WORK TASK. Copy out each line of the entries where the word "used" is present.
[Start of section]
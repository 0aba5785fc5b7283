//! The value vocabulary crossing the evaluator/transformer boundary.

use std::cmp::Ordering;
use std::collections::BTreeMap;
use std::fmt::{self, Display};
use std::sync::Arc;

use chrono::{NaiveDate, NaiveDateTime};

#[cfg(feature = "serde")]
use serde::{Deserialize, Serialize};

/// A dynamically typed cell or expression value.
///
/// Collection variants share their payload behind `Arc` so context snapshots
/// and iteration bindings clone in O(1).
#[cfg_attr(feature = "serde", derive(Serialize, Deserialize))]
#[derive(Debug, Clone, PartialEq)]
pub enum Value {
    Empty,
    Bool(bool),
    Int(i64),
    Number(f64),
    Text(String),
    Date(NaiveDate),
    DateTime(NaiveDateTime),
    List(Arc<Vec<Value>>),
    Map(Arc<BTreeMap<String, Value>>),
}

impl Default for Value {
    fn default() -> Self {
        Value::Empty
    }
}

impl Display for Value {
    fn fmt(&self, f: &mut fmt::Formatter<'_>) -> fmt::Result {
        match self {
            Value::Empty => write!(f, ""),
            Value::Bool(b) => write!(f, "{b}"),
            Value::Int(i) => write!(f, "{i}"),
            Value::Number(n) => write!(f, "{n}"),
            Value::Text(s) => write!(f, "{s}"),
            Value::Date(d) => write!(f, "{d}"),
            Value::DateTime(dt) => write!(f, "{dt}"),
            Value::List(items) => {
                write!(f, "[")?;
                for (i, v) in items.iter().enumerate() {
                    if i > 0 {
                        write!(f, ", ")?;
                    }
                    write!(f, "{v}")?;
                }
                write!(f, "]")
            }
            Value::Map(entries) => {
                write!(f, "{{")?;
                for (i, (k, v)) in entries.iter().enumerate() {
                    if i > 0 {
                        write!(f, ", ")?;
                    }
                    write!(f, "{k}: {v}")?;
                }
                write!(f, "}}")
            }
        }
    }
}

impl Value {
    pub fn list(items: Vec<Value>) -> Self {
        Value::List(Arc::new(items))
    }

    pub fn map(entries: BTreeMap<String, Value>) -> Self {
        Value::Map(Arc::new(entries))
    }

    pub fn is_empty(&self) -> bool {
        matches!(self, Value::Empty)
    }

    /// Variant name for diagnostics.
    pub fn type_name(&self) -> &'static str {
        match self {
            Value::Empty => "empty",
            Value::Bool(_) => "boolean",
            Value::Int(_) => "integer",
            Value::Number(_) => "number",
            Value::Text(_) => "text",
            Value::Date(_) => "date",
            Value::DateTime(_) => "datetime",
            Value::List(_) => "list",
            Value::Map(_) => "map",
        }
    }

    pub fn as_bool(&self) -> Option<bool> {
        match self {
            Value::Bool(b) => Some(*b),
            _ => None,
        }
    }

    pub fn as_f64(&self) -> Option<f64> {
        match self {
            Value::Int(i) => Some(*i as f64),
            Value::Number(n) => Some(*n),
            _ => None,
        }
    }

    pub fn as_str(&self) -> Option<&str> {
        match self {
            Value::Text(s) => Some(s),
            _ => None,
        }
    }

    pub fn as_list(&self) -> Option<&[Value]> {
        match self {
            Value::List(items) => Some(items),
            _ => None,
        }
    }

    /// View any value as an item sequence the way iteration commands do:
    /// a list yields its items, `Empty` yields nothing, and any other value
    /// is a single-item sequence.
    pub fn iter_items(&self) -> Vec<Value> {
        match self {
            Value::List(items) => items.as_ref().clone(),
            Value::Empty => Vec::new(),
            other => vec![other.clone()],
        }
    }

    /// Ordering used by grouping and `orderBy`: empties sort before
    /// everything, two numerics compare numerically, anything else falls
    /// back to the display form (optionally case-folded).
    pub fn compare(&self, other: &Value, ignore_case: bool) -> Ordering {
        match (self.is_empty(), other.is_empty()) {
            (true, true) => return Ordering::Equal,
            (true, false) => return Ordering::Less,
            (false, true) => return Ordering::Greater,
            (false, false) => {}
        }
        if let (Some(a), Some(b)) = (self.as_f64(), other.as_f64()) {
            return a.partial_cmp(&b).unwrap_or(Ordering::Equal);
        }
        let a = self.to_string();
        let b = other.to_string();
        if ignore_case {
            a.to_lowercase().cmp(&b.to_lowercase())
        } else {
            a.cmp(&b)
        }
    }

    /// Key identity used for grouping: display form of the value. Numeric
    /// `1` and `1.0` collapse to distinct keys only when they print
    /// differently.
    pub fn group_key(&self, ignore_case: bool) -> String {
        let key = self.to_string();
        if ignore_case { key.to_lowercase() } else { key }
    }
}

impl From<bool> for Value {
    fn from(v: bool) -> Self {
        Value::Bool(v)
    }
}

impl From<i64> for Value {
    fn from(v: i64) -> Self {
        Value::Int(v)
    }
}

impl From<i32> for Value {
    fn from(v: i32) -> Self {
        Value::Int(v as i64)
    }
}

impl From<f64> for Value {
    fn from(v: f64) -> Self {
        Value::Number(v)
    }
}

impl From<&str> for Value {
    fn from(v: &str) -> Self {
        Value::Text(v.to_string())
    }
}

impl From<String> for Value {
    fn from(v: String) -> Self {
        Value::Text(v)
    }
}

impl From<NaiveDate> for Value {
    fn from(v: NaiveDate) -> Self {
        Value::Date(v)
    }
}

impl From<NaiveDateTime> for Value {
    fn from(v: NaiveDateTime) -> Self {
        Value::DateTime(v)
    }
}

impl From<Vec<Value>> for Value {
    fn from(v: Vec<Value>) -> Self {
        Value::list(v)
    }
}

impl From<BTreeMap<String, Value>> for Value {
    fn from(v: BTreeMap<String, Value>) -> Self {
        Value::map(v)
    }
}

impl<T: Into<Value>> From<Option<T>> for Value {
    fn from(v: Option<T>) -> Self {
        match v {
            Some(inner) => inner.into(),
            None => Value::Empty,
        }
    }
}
[End of section]
YOUR RESPONSE.
    /// Ordering used by grouping and `orderBy`: empties sort before
    /// Key identity used for grouping: display form of the value. Numeric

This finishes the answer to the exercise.